Member of the Khyber Pakhtunkhwa Assembly
- In office 31 May 2013 – 28 May 2018
- Constituency: PK-40 (Karak-I)

Personal details
- Party: ANP (2020-present)
- Other political affiliations: PTI (2013-2018)
- Occupation: Politician

= Gul Sahib Khan =

Pakistani politician

Gul Sahib Khan is a Pakistani politician hailing from Karak District, who served as a member of the 10th Khyber Pakhtunkhwa Assembly, belonging to the Pakistan Tehreek-e-Insaf. He is also serving as chairman and member of the different committees

==Political career==
Khan was elected as the member of the Provincial Assembly of Khyber Pakhtunkhwa from PK-40 (Karak-I) in the 2013 Pakistani general election on the ticket of Pakistan Tehreek-e-Insaf (PTI). He received 24,849 votes and defeated Nisar Gul, an independent candidate.

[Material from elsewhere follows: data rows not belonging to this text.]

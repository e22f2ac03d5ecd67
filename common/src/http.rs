//! Total HTTP/1.x request parsing for the settings endpoint.
//!
//! Nothing here fails on malformed input: missing pieces fall back to
//! defaults and broken escapes pass through untouched.

use std::{
    collections::HashMap,
    io::{self, ErrorKind, Read},
};

const HEADER_TERMINATOR: &[u8] = b"\r\n\r\n";

/// Upper bound on a request body regardless of the advertised `Content-Length`.
pub const MAX_BODY_BYTES: usize = 16 * 1024;

#[derive(Debug, Clone, PartialEq, Eq)]
pub struct Request {
    pub method: String,
    pub path: String,
    pub headers: Vec<(String, String)>,
    pub body: Vec<u8>,
}

impl Request {
    pub fn header(&self, name: &str) -> Option<&str> {
        self.headers
            .iter()
            .find(|(key, _)| key.eq_ignore_ascii_case(name))
            .map(|(_, value)| value.as_str())
    }

    pub fn is_post(&self) -> bool {
        self.method.eq_ignore_ascii_case("POST")
    }

    /// Advertised body length; 0 when absent or not a number.
    pub fn content_length(&self) -> usize {
        self.header("content-length")
            .and_then(|value| value.trim().parse::<usize>().ok())
            .unwrap_or(0)
    }

    pub fn body_text(&self) -> String {
        String::from_utf8_lossy(&self.body).into_owned()
    }

    pub fn form(&self) -> HashMap<String, String> {
        parse_form(&self.body_text())
    }
}

/// A request whose head has been parsed but whose body may still be arriving.
#[derive(Debug, Clone)]
pub struct PendingRequest {
    request: Request,
    expected_body: Option<usize>,
}

impl PendingRequest {
    pub fn parse(initial: &[u8]) -> Self {
        let (head, body_prefix) = match find(initial, HEADER_TERMINATOR) {
            Some(index) => (&initial[..index], &initial[index + HEADER_TERMINATOR.len()..]),
            None => (initial, &[][..]),
        };
        let head = String::from_utf8_lossy(head);
        let mut lines = head.lines();

        let mut parts = lines.next().unwrap_or_default().split_whitespace();
        let method = parts.next().unwrap_or("GET").to_string();
        let path = parts.next().unwrap_or("/").to_string();

        let headers = lines
            .take_while(|line| !line.is_empty())
            .filter_map(|line| line.split_once(':'))
            .map(|(name, value)| (name.trim().to_string(), value.trim().to_string()))
            .collect();

        let mut request = Request {
            method,
            path,
            headers,
            body: Vec::new(),
        };

        let expected_body = if request.is_post() {
            request.body.extend_from_slice(body_prefix);
            request
                .header("content-length")
                .and_then(|value| value.trim().parse::<usize>().ok())
                .map(|length| length.min(MAX_BODY_BYTES))
        } else {
            None
        };

        Self {
            request,
            expected_body,
        }
    }

    /// Body bytes still owed by the peer according to `Content-Length`.
    pub fn remaining(&self) -> usize {
        self.expected_body
            .map(|expected| expected.saturating_sub(self.request.body.len()))
            .unwrap_or(0)
    }

    pub fn push_body(&mut self, bytes: &[u8]) {
        let take = self.remaining().min(bytes.len());
        self.request.body.extend_from_slice(&bytes[..take]);
    }

    pub fn finish(mut self) -> Request {
        if let Some(expected) = self.expected_body {
            self.request.body.truncate(expected);
        }
        self.request
    }
}

/// Parses `initial` and keeps reading from `reader` until the body is complete
/// or the peer stops sending. A short body is not an error.
pub fn read_request<R: Read>(
    initial: &[u8],
    reader: &mut R,
    chunk_size: usize,
) -> io::Result<Request> {
    let mut pending = PendingRequest::parse(initial);
    let mut chunk = vec![0_u8; chunk_size.max(1)];

    while pending.remaining() > 0 {
        match reader.read(&mut chunk) {
            Ok(0) => break,
            Ok(read) => pending.push_body(&chunk[..read]),
            Err(err) if err.kind() == ErrorKind::Interrupted => continue,
            Err(err) => return Err(err),
        }
    }

    Ok(pending.finish())
}

/// `+` becomes a space and `%XX` the byte it names; anything else is copied.
pub fn url_decode(input: &str) -> String {
    let bytes = input.as_bytes();
    let mut decoded = Vec::with_capacity(bytes.len());
    let mut index = 0;

    while index < bytes.len() {
        match bytes[index] {
            b'+' => {
                decoded.push(b' ');
                index += 1;
            }
            b'%' => {
                let high = bytes.get(index + 1).and_then(hex_value);
                let low = bytes.get(index + 2).and_then(hex_value);
                if let (Some(high), Some(low)) = (high, low) {
                    decoded.push((high << 4) | low);
                    index += 3;
                } else {
                    decoded.push(b'%');
                    index += 1;
                }
            }
            byte => {
                decoded.push(byte);
                index += 1;
            }
        }
    }

    String::from_utf8_lossy(&decoded).into_owned()
}

pub fn parse_form(body: &str) -> HashMap<String, String> {
    body.split('&')
        .filter_map(|pair| pair.split_once('='))
        .map(|(key, value)| (url_decode(key), url_decode(value)))
        .collect()
}

fn hex_value(byte: &u8) -> Option<u8> {
    char::from(*byte)
        .to_digit(16)
        .and_then(|digit| u8::try_from(digit).ok())
}

fn find(haystack: &[u8], needle: &[u8]) -> Option<usize> {
    haystack
        .windows(needle.len())
        .position(|window| window == needle)
}
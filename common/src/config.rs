use std::fmt;

use serde::{Deserialize, Serialize};

use crate::error::{FormError, SettingsError, StartupError};

pub const SETTINGS_KEY: &str = "settings.json";

pub const DEFAULT_SUMMER_OFFSET_HOURS: u8 = 2;
pub const DEFAULT_WINTER_OFFSET_HOURS: u8 = 1;
pub const MAX_OFFSET_HOURS: u8 = 14;

// 802.11 station credential limits.
pub const MAX_SSID_BYTES: usize = 32;
pub const MAX_PASSWORD_BYTES: usize = 64;

#[derive(Debug, Clone, Serialize, Deserialize)]
pub struct ClockConfig {
    pub tick_ms: u64,
    pub backlight_timeout_secs: u64,
    pub http_port: u16,
    pub initial_read_bytes: usize,
    pub body_read_chunk_bytes: usize,
    pub socket_error_delay_ms: u64,
    pub wifi_connect_attempts: u32,
    pub wifi_poll_interval_ms: u64,
    pub ntp_server: String,
    pub ntp_timeout_ms: u64,
    pub ntp_retry_secs: u64,
    pub display_rows: u8,
    pub display_cols: u8,
}

impl Default for ClockConfig {
    fn default() -> Self {
        Self {
            tick_ms: 1_000,
            backlight_timeout_secs: 999,
            http_port: 80,
            initial_read_bytes: 2_048,
            body_read_chunk_bytes: 1_024,
            socket_error_delay_ms: 1_000,
            wifi_connect_attempts: 10,
            wifi_poll_interval_ms: 1_000,
            ntp_server: "pool.ntp.org".to_string(),
            ntp_timeout_ms: 5_000,
            ntp_retry_secs: 60,
            display_rows: 4,
            display_cols: 20,
        }
    }
}

/// Wall-clock time of day at which the backlight alarm fires.
///
/// Stored on disk as a two element `[hour, minute]` array.
#[derive(Debug, Clone, Copy, PartialEq, Eq, Serialize, Deserialize)]
#[serde(try_from = "(u8, u8)", into = "(u8, u8)")]
pub struct AlarmTime {
    hour: u8,
    minute: u8,
}

impl AlarmTime {
    pub fn new(hour: u8, minute: u8) -> Option<Self> {
        (hour < 24 && minute < 60).then_some(Self { hour, minute })
    }

    pub fn hour(self) -> u8 {
        self.hour
    }

    pub fn minute(self) -> u8 {
        self.minute
    }

    /// Parses the `HH:MM` notation used by the settings form.
    pub fn parse(value: &str) -> Result<Self, FormError> {
        let invalid = || FormError::InvalidAlarm(value.to_string());
        let (hour, minute) = value.trim().split_once(':').ok_or_else(invalid)?;
        let hour = hour.trim().parse::<u8>().map_err(|_| invalid())?;
        let minute = minute.trim().parse::<u8>().map_err(|_| invalid())?;
        Self::new(hour, minute).ok_or_else(invalid)
    }
}

impl Default for AlarmTime {
    fn default() -> Self {
        Self { hour: 7, minute: 0 }
    }
}

impl fmt::Display for AlarmTime {
    fn fmt(&self, f: &mut fmt::Formatter<'_>) -> fmt::Result {
        write!(f, "{:02}:{:02}", self.hour, self.minute)
    }
}

impl TryFrom<(u8, u8)> for AlarmTime {
    type Error = String;

    fn try_from((hour, minute): (u8, u8)) -> Result<Self, Self::Error> {
        Self::new(hour, minute).ok_or_else(|| format!("alarm {hour}:{minute} is out of range"))
    }
}

impl From<AlarmTime> for (u8, u8) {
    fn from(alarm: AlarmTime) -> Self {
        (alarm.hour, alarm.minute)
    }
}

#[derive(Debug, Clone, PartialEq, Eq, Serialize)]
pub struct Settings {
    pub ssid: String,
    pub password: String,
    #[serde(rename = "summer")]
    pub summer_offset_hours: u8,
    #[serde(rename = "winter")]
    pub winter_offset_hours: u8,
    #[serde(rename = "alarm_hour")]
    pub alarm: AlarmTime,
}

/// Settings as found on disk; every field may be absent.
#[derive(Debug, Default, Deserialize)]
struct StoredSettings {
    ssid: Option<String>,
    password: Option<String>,
    summer: Option<u8>,
    winter: Option<u8>,
    alarm_hour: Option<AlarmTime>,
}

#[derive(Debug, Clone, PartialEq, Eq)]
pub struct LoadedSettings {
    pub settings: Settings,
    /// Offsets or alarm were missing and got filled in; the caller should write them back.
    pub defaults_applied: bool,
}

impl Settings {
    pub fn new(ssid: impl Into<String>, password: impl Into<String>) -> Self {
        Self {
            ssid: ssid.into(),
            password: password.into(),
            summer_offset_hours: DEFAULT_SUMMER_OFFSET_HOURS,
            winter_offset_hours: DEFAULT_WINTER_OFFSET_HOURS,
            alarm: AlarmTime::default(),
        }
    }

    pub fn from_json(raw: &[u8]) -> Result<LoadedSettings, SettingsError> {
        let stored: StoredSettings = serde_json::from_slice(raw)?;

        let ssid = stored
            .ssid
            .filter(|ssid| !ssid.is_empty())
            .ok_or(SettingsError::Missing("ssid"))?;
        let password = stored.password.ok_or(SettingsError::Missing("password"))?;

        let defaults_applied =
            stored.summer.is_none() || stored.winter.is_none() || stored.alarm_hour.is_none();

        let mut settings = Self {
            ssid,
            password,
            summer_offset_hours: stored.summer.unwrap_or(DEFAULT_SUMMER_OFFSET_HOURS),
            winter_offset_hours: stored.winter.unwrap_or(DEFAULT_WINTER_OFFSET_HOURS),
            alarm: stored.alarm_hour.unwrap_or_default(),
        };
        settings.sanitize();

        Ok(LoadedSettings {
            settings,
            defaults_applied,
        })
    }

    pub fn to_json(&self) -> Result<Vec<u8>, SettingsError> {
        Ok(serde_json::to_vec(self)?)
    }

    pub fn sanitize(&mut self) {
        self.summer_offset_hours = self.summer_offset_hours.min(MAX_OFFSET_HOURS);
        self.winter_offset_hours = self.winter_offset_hours.min(MAX_OFFSET_HOURS);
    }
}

/// Turns a store lookup into the settings the device boots with.
///
/// `location` names the file or NVS key in the diagnostic.
pub fn require_settings<E: fmt::Display>(
    loaded: Result<Option<LoadedSettings>, E>,
    location: &str,
) -> Result<LoadedSettings, StartupError> {
    match loaded {
        Ok(Some(loaded)) => Ok(loaded),
        Ok(None) => Err(StartupError::ConfigurationMissing(format!(
            "{location} not found"
        ))),
        Err(err) => Err(StartupError::ConfigurationMissing(format!(
            "{location}: {err:#}"
        ))),
    }
}
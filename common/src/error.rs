use thiserror::Error;

#[derive(Debug, Error)]
pub enum SettingsError {
    #[error("settings are not valid JSON: {0}")]
    Malformed(#[from] serde_json::Error),
    #[error("settings field `{0}` is missing")]
    Missing(&'static str),
}

/// Failures that stop the device before the configuration server starts.
#[derive(Debug, Error)]
pub enum StartupError {
    #[error("no usable settings: {0}")]
    ConfigurationMissing(String),
    #[error("wifi association with `{ssid}` failed")]
    NetworkAssociationFailure { ssid: String },
}

impl StartupError {
    /// Text shown on the display before the device halts.
    pub fn overlay(&self) -> &'static str {
        match self {
            Self::ConfigurationMissing(_) => "No WiFi settings!\nFlash manually.",
            Self::NetworkAssociationFailure { .. } => "WiFi Conn. failed!\nFlash manually.",
        }
    }
}

#[derive(Debug, Error)]
pub enum SyncError {
    #[error("time server `{server}` unreachable: {reason}")]
    Unreachable { server: String, reason: String },
    #[error("time server did not answer within {0} ms")]
    Timeout(u64),
    #[error("invalid time server response: {0}")]
    InvalidResponse(&'static str),
}

#[derive(Debug, Error, PartialEq, Eq)]
pub enum FormError {
    #[error("field `{field}` is not a valid offset: `{value}`")]
    InvalidNumber { field: &'static str, value: String },
    #[error("alarm `{0}` is not a valid HH:MM time")]
    InvalidAlarm(String),
    #[error("field `{field}` is longer than {max} bytes")]
    TooLong { field: &'static str, max: usize },
}

#[cfg(test)]
mod tests {
    use pretty_assertions::assert_eq;

    use super::*;

    #[test]
    fn startup_failures_have_fixed_overlays() {
        let missing = StartupError::ConfigurationMissing("settings.json not found".to_string());
        let offline = StartupError::NetworkAssociationFailure {
            ssid: "Home".to_string(),
        };

        assert_eq!(missing.overlay(), "No WiFi settings!\nFlash manually.");
        assert_eq!(offline.overlay(), "WiFi Conn. failed!\nFlash manually.");
        assert_eq!(offline.to_string(), "wifi association with `Home` failed");
    }
}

On 7 March 2020, he joined the Awami National Party (ANP) and contested the 2024 general elections and failed.

==Controversies==
In April 2015, Gul Sahib Khan's father, Noor Daraz Khattak, was arrested by the Khyber Pakhtunkhwa Ehtesab Commission on charges of illegal appointments and contracts during his tenure as Town Municipal Officer in Towns 1 and 3 and was also arrested in a land-grabbing case in Kohat. Along with the allegations of irregularities in contracts and appointments.